Before moving on to the other school of thought, just another few words about leverage are needed. Used wisely, leverage can be the key to the accumulation of wealth over the long haul. But it can magnify your woes in a falling market if you aren’t careful.
Using our hypothetical $100,000 home purchase we mentioned earlier, suppose the market drops 10% instead of rising. Your entire initial investment will be wiped out, along with your equity in your home. Ouch? But if you don’t have to sell when the market is depressed, your pain will pass when the market moves back into positive territory.

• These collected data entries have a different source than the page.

use reqwest::StatusCode;
use thiserror::Error;

/// Classified outcome of a failed issue lookup.
#[derive(Debug, Error)]
pub enum LookupError {
  #[error("issue not found")]
  NotFound,
  #[error("malformed issue payload: {0}")]
  Malformed(String),
  #[error("network error: {0}")]
  Network(String),
  #[error("request timed out: {0}")]
  Timeout(String),
  #[error("unauthorized")]
  Unauthorized,
  #[error("http {status}: {message}")]
  Api { status: StatusCode, message: String },
  #[error("unexpected error: {0}")]
  Other(String),
}

impl LookupError {
  /// Misses the batch survives: the entry proceeds with the sentinel ID
  /// instead of aborting the run.
  pub fn is_resolution_miss(&self) -> bool {
    matches!(
      self,
      LookupError::NotFound
        | LookupError::Malformed(_)
        | LookupError::Network(_)
        | LookupError::Timeout(_)
    )
  }
}

impl From<gouqi::Error> for LookupError {
  fn from(err: gouqi::Error) -> Self {
    match err {
      gouqi::Error::NotFound => LookupError::NotFound,
      gouqi::Error::Unauthorized => LookupError::Unauthorized,
      gouqi::Error::Fault { code, errors } => LookupError::Api {
        status: code,
        message: format!("{:?}", errors),
      },
      gouqi::Error::Http(e) if e.is_timeout() => LookupError::Timeout(e.to_string()),
      gouqi::Error::Http(e) => LookupError::Network(e.to_string()),
      gouqi::Error::Serde(e) => LookupError::Malformed(e.to_string()),
      other => LookupError::Other(other.to_string()),
    }
  }
}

Now, about that other school thought on market timing. It pays attention to market timing. One way of looking at it is that market timing becomes part of your personal definition of risk and your tolerance to it. Another way to look at it is simply a question of how to maximize your gain. Buy now, or buy later.
Waiting To Buy:
Whichever way you decide to look at it, you will look like a genius if you delay your decision to purchase and the market slides below where it is today. In that scenario, by waiting you could end up with a nicer home for your money, or you might decide to spend less. It gets better – you will stand to realize a bigger gain in the long haul because you were better positioned from the start.
But nothing is without risk. The risk of waiting is that the market isn’t ready to stop rising just yet, and when it does finally slide, it doesn’t slide back to today’s prices. Unless you’ve been saving like crazy, that likely translates into a larger mortgage or a lesser home. Oh yes, and a less favorable starting position to maximize those long term gains.
The Bottom Line:
What’s the bottom line of all this? Just this.
Don’t fall prey to ‘hype’ or headlines of real estate mania or real estate bubbles. Here are two better choices. Ignore issues of market timing and focus entirely on your personal circumstances. Alternatively, form your own opinion about market timing, and act on your own opinion.
Can you do that – form your own opinion? Sure you can. If you’re serious about first time home buying, you’re going to discover relevant facts, opinions and comments just about everywhere you look. Figure out what makes sense to you, and go with it. Remember, your reasoned opinion is as good as anyone else’s.
But remember. Always, always look at your own situation, and be ready to be wrong if the market gallops off in wrong direction for the next few months or years.
Bye for now,

...Victoria's blogging real estate professional.